期刊名称:Proceedings of the National Academy of Sciences
印刷版ISSN:0027-8424
电子版ISSN:1091-6490
出版年度:2022
卷号:119
期号:30
DOI:10.1073/pnas.2120489119
语种:English
出版社:The National Academy of Sciences of the United States of America
摘要:Significance
Dysregulation of lipid endocytosis, a normal physiological process of cellular lipid uptake, often underlies the pathogenesis of some widespread diseases such as atherosclerosis, obesity, and diabetes. However, the mechanisms of lipid endocytosis are incompletely understood, and only a few such mechanisms have been discovered, limiting the available therapeutic strategies and targets in these diseases. Here we found that the receptor Mincle, previously known as a pattern recognition receptor of the innate immune system, plays a significant role in endocytosis. The results have revealed a fundamental pathway of lipid endocytosis, which we call Mincle-mediated endocytosis.

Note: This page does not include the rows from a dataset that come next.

//! Scheduling service facade
//!
//! The core-facing boundary consumed by transport adapters: availability
//! queries, guarded booking creation, cancellation and finalization.
//! Availability is a pure read and runs freely in parallel; creation goes
//! through the admission controller's per-date serialization point.

use std::sync::Arc;

use chrono::{NaiveDate, NaiveTime};
use uuid::Uuid;

use crate::application::admission::AdmissionController;
use crate::application::availability::{Slot, SlotAvailabilityCalculator};
use crate::config::SchedulingConfig;
use crate::domain::{Booking, BookingLedger, DomainResult, ServiceCatalog, WorkspaceRegistry};

/// Service facade over the scheduling core
pub struct SchedulingService {
    availability: SlotAvailabilityCalculator,
    admission: AdmissionController,
    ledger: Arc<dyn BookingLedger>,
    catalog: Arc<dyn ServiceCatalog>,
}

impl SchedulingService {
    pub fn new(
        ledger: Arc<dyn BookingLedger>,
        workspaces: Arc<dyn WorkspaceRegistry>,
        catalog: Arc<dyn ServiceCatalog>,
        config: SchedulingConfig,
    ) -> Self {
        Self {
            availability: SlotAvailabilityCalculator::new(
                ledger.clone(),
                workspaces.clone(),
                config.clone(),
            ),
            admission: AdmissionController::new(ledger.clone(), workspaces, config),
            ledger,
            catalog,
        }
    }

    /// Candidate slots for a date and explicit duration
    pub async fn get_availability(
        &self,
        date: NaiveDate,
        duration_minutes: i64,
    ) -> DomainResult<Vec<Slot>> {
        self.availability.availability(date, duration_minutes).await
    }

    /// Candidate slots for a date and a selection of catalog services;
    /// the duration is the services' combined duration
    pub async fn get_availability_for_services(
        &self,
        date: NaiveDate,
        service_ids: &[i32],
    ) -> DomainResult<Vec<Slot>> {
        let duration = self.catalog.total_duration(service_ids).await?;
        self.availability
            .availability(date, duration.num_minutes())
            .await
    }

    /// Create a booking through guarded admission
    pub async fn create_booking(
        &self,
        date: NaiveDate,
        start: NaiveTime,
        duration_minutes: i64,
        reference_id: Uuid,
    ) -> DomainResult<Booking> {
        self.admission
            .admit(date, start, duration_minutes, reference_id)
            .await
    }

    /// Cancel a booking (idempotent)
    pub async fn cancel_booking(&self, booking_id: i32) -> DomainResult<Booking> {
        self.admission.cancel(booking_id).await
    }

    /// Finalize a booking after the service is carried out
    pub async fn finalize_booking(&self, booking_id: i32) -> DomainResult<Booking> {
        self.admission.finalize(booking_id).await
    }

    /// Look up a booking by ID
    pub async fn get_booking(&self, booking_id: i32) -> DomainResult<Option<Booking>> {
        self.ledger.find_by_id(booking_id).await
    }
}

// ── Tests ──────────────────────────────────────────────────────

#[cfg(test)]
mod tests {
    use super::*;
    use crate::domain::{BookingStatus, DomainError, ServiceOffering, Workspace};
    use crate::infrastructure::{
        InMemoryBookingLedger, InMemoryServiceCatalog, InMemoryWorkspaceRegistry,
    };
    use chrono::{Duration, Utc};

    fn tomorrow() -> NaiveDate {
        Utc::now().date_naive() + Duration::days(1)
    }

    fn hm(h: u32, m: u32) -> NaiveTime {
        NaiveTime::from_hms_opt(h, m, 0).unwrap()
    }

    async fn service(capacity: usize) -> SchedulingService {
        let ledger = Arc::new(InMemoryBookingLedger::new());
        let registry = Arc::new(InMemoryWorkspaceRegistry::new());
        for i in 0..capacity {
            registry
                .save(Workspace::new(i as i32 + 1, format!("Bay {}", i + 1)))
                .await
                .unwrap();
        }
        let catalog = Arc::new(InMemoryServiceCatalog::new());
        catalog
            .save(ServiceOffering::new(1, "Oil change", 30))
            .await
            .unwrap();
        catalog
            .save(ServiceOffering::new(2, "Alignment", 60))
            .await
            .unwrap();
        SchedulingService::new(ledger, registry, catalog, SchedulingConfig::default())
    }

    #[tokio::test]
    async fn availability_reflects_created_booking() {
        let svc = service(1).await;
        svc.create_booking(tomorrow(), hm(9, 0), 60, Uuid::new_v4())
            .await
            .unwrap();

        let slots = svc.get_availability(tomorrow(), 60).await.unwrap();
        let at = |h: u32, m: u32| tomorrow().and_time(hm(h, m));
        assert!(!slots.iter().find(|s| s.start == at(9, 0)).unwrap().available);
        assert!(!slots.iter().find(|s| s.start == at(8, 30)).unwrap().available);
        assert!(slots.iter().find(|s| s.start == at(10, 0)).unwrap().available);
    }

    #[tokio::test]
    async fn service_selection_drives_duration() {
        let svc = service(1).await;
        // 30 + 60 = 90 minutes: last candidate is 17:30
        let slots = svc
            .get_availability_for_services(tomorrow(), &[1, 2])
            .await
            .unwrap();
        assert_eq!(
            slots.last().unwrap().start,
            tomorrow().and_time(hm(17, 30))
        );
    }

    #[tokio::test]
    async fn unknown_service_is_an_error() {
        let svc = service(1).await;
        assert!(matches!(
            svc.get_availability_for_services(tomorrow(), &[99]).await,
            Err(DomainError::ServiceNotFound(99))
        ));
    }

    #[tokio::test]
    async fn booking_lifecycle_via_facade() {
        let svc = service(1).await;
        let booking = svc
            .create_booking(tomorrow(), hm(9, 0), 60, Uuid::new_v4())
            .await
            .unwrap();
        assert_eq!(
            svc.get_booking(booking.id).await.unwrap().unwrap().status,
            BookingStatus::Pending
        );
        let finalized = svc.finalize_booking(booking.id).await.unwrap();
        assert_eq!(finalized.status, BookingStatus::Finalized);
        assert!(svc.get_booking(404).await.unwrap().is_none());
    }

    #[tokio::test]
    async fn cancelled_booking_reopens_availability() {
        let svc = service(1).await;
        let booking = svc
            .create_booking(tomorrow(), hm(9, 0), 60, Uuid::new_v4())
            .await
            .unwrap();
        let at_nine = tomorrow().and_time(hm(9, 0));

        let before = svc.get_availability(tomorrow(), 60).await.unwrap();
        assert!(!before.iter().find(|s| s.start == at_nine).unwrap().available);

        svc.cancel_booking(booking.id).await.unwrap();
        let after = svc.get_availability(tomorrow(), 60).await.unwrap();
        assert!(after.iter().find(|s| s.start == at_nine).unwrap().available);
    }
}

Cellular lipid uptake (through endocytosis) is a basic physiological process. Dysregulation of this process underlies the pathogenesis of diseases such as atherosclerosis, obesity, diabetes, and cancer. However, to date, only some mechanisms of lipid endocytosis have been discovered. Here, we show a previously unknown mechanism of lipid cargo uptake into cells mediated by the receptor Mincle. We found that the receptor Mincle, previously shown to be a pattern recognition receptor of the innate immune system, tightly binds a range of self-lipids. Moreover, we revealed the minimal molecular motif in lipids that is sufficient for Mincle recognition. Superresolution microscopy showed that Mincle forms vesicles in cytoplasm and colocalizes with added fluorescent lipids in endothelial cells but does not colocalize with either clathrin or caveolin-1, and the added lipids were predominantly incorporated in vesicles that expressed Mincle. Using a model of ganglioside GM3 uptake in brain vessel endothelial cells, we show that the knockout of Mincle led to a dramatic decrease in lipid endocytosis. Taken together, our results have revealed a fundamental lipid endocytosis pathway, which we call Mincle-mediated endocytosis (MiME), and indicate a prospective target for the treatment of disorders of lipid metabolism, which are rapidly increasing in prevalence.